TASK TO CARRY OUT:
Print out the data below in full, exactly as written.

Stored data
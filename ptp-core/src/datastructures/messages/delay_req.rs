use crate::datastructures::{common::WireTimestamp, WireFormat, WireFormatError};

/// Delay_Req message body (44 octets including header): `originTimestamp`.
#[derive(Debug, Clone, Copy, PartialEq, Eq)]
pub struct DelayReqMessage {
    pub origin_timestamp: WireTimestamp,
}

impl DelayReqMessage {
    pub const CONTENT_LEN: usize = 10;

    pub fn serialize_content(&self, buffer: &mut [u8]) -> Result<(), WireFormatError> {
        if buffer.len() < Self::CONTENT_LEN {
            return Err(WireFormatError::BadLength);
        }
        self.origin_timestamp.serialize(&mut buffer[0..10])
    }

    pub fn deserialize_content(buffer: &[u8]) -> Result<Self, WireFormatError> {
        if buffer.len() < Self::CONTENT_LEN {
            return Err(WireFormatError::BadLength);
        }
        Ok(Self {
            origin_timestamp: WireTimestamp::deserialize(&buffer[0..10])?,
        })
    }
}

EXERCISE ANSWER:
filename ptp-core/src/datastructures/messages/delay_req.rs
use crate::datastructures::{common::WireTimestamp, WireFormat, WireFormatError};

/// Delay_Req message body (44 octets including header): `originTimestamp`.
#[derive(Debug, Clone, Copy, PartialEq, Eq)]
pub struct DelayReqMessage {
    pub origin_timestamp: WireTimestamp,
}

impl DelayReqMessage {
    pub const CONTENT_LEN: usize = 10;

    pub fn serialize_content(&self, buffer: &mut [u8]) -> Result<(), WireFormatError> {
        if buffer.len() < Self::CONTENT_LEN {
            return Err(WireFormatError::BadLength);
        }
        self.origin_timestamp.serialize(&mut buffer[0..10])
    }

    pub fn deserialize_content(buffer: &[u8]) -> Result<Self, WireFormatError> {
        if buffer.len() < Self::CONTENT_LEN {
            return Err(WireFormatError::BadLength);
        }
        Ok(Self {
            origin_timestamp: WireTimestamp::deserialize(&buffer[0..10])?,
        })
    }
}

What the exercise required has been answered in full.